• [Problem details]:
Each entry below is to be extracted exactly.

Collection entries
<<<<

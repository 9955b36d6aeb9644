//! Command parser for the : command system

/// Parsed command from user input
#[derive(Debug, Clone, PartialEq, Eq)]
pub enum Command {
    // Pages
    Faucet,
    Counter,

    // Writes
    Claim,
    Increment,
    /// Amount is validated by the lifecycle, so an empty one is kept
    IncrementBy(String),
    Fund(String),
    /// Stop waiting on a pending transaction; `None` means the current page
    Cancel(Option<String>),

    // Reads
    Refresh,

    // Session
    Connect,
    Disconnect,
    Account(usize),
    Rpc(usize),

    // Misc
    Copy,
    Help,
    Quit,

    // Unknown command
    Unknown(String),
}

/// Parse a command string (without the leading :)
pub fn parse_command(input: &str) -> Command {
    let input = input.trim();
    let mut parts = input.splitn(2, ' ');
    let cmd = parts.next().unwrap_or("");
    let args = parts.next().map(|s| s.trim().to_string());

    match cmd.to_lowercase().as_str() {
        "faucet" | "f" => Command::Faucet,
        "counter" | "ctr" => Command::Counter,

        "claim" | "drip" => Command::Claim,
        "inc" | "increment" => Command::Increment,
        "incby" | "inc-by" => Command::IncrementBy(args.unwrap_or_default()),
        "fund" => Command::Fund(args.unwrap_or_default()),
        "cancel" => Command::Cancel(args.filter(|s| !s.is_empty())),

        "refresh" | "r" => Command::Refresh,

        "connect" | "conn" => Command::Connect,
        "disconnect" => Command::Disconnect,
        "account" | "acct" => match args.and_then(|s| s.parse().ok()) {
            Some(index) => Command::Account(index),
            None => Command::Unknown(input.to_string()),
        },
        "rpc" | "endpoint" => match args.and_then(|s| s.parse::<usize>().ok()) {
            // 1-based in the UI
            Some(n) if n > 0 => Command::Rpc(n - 1),
            _ => Command::Unknown(input.to_string()),
        },

        "copy" | "yank" => Command::Copy,
        "help" | "?" => Command::Help,
        "quit" | "q" => Command::Quit,

        _ => Command::Unknown(input.to_string()),
    }
}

>>>>

• [Result of the exercise]:
repository 9955b36d6aeb9644
//! Command parser for the : command system

/// Parsed command from user input
#[derive(Debug, Clone, PartialEq, Eq)]
pub enum Command {
    // Pages
    Faucet,
    Counter,

    // Writes
    Claim,
    Increment,
    /// Amount is validated by the lifecycle, so an empty one is kept
    IncrementBy(String),
    Fund(String),
    /// Stop waiting on a pending transaction; `None` means the current page
    Cancel(Option<String>),

    // Reads
    Refresh,

    // Session
    Connect,
    Disconnect,
    Account(usize),
    Rpc(usize),

    // Misc
    Copy,
    Help,
    Quit,

    // Unknown command
    Unknown(String),
}

/// Parse a command string (without the leading :)
pub fn parse_command(input: &str) -> Command {
    let input = input.trim();
    let mut parts = input.splitn(2, ' ');
    let cmd = parts.next().unwrap_or("");
    let args = parts.next().map(|s| s.trim().to_string());

    match cmd.to_lowercase().as_str() {
        "faucet" | "f" => Command::Faucet,
        "counter" | "ctr" => Command::Counter,

        "claim" | "drip" => Command::Claim,
        "inc" | "increment" => Command::Increment,
        "incby" | "inc-by" => Command::IncrementBy(args.unwrap_or_default()),
        "fund" => Command::Fund(args.unwrap_or_default()),
        "cancel" => Command::Cancel(args.filter(|s| !s.is_empty())),

        "refresh" | "r" => Command::Refresh,

        "connect" | "conn" => Command::Connect,
        "disconnect" => Command::Disconnect,
        "account" | "acct" => match args.and_then(|s| s.parse().ok()) {
            Some(index) => Command::Account(index),
            None => Command::Unknown(input.to_string()),
        },
        "rpc" | "endpoint" => match args.and_then(|s| s.parse::<usize>().ok()) {
            // 1-based in the UI
            Some(n) if n > 0 => Command::Rpc(n - 1),
            _ => Command::Unknown(input.to_string()),
        },

        "copy" | "yank" => Command::Copy,
        "help" | "?" => Command::Help,
        "quit" | "q" => Command::Quit,

        _ => Command::Unknown(input.to_string()),
    }
}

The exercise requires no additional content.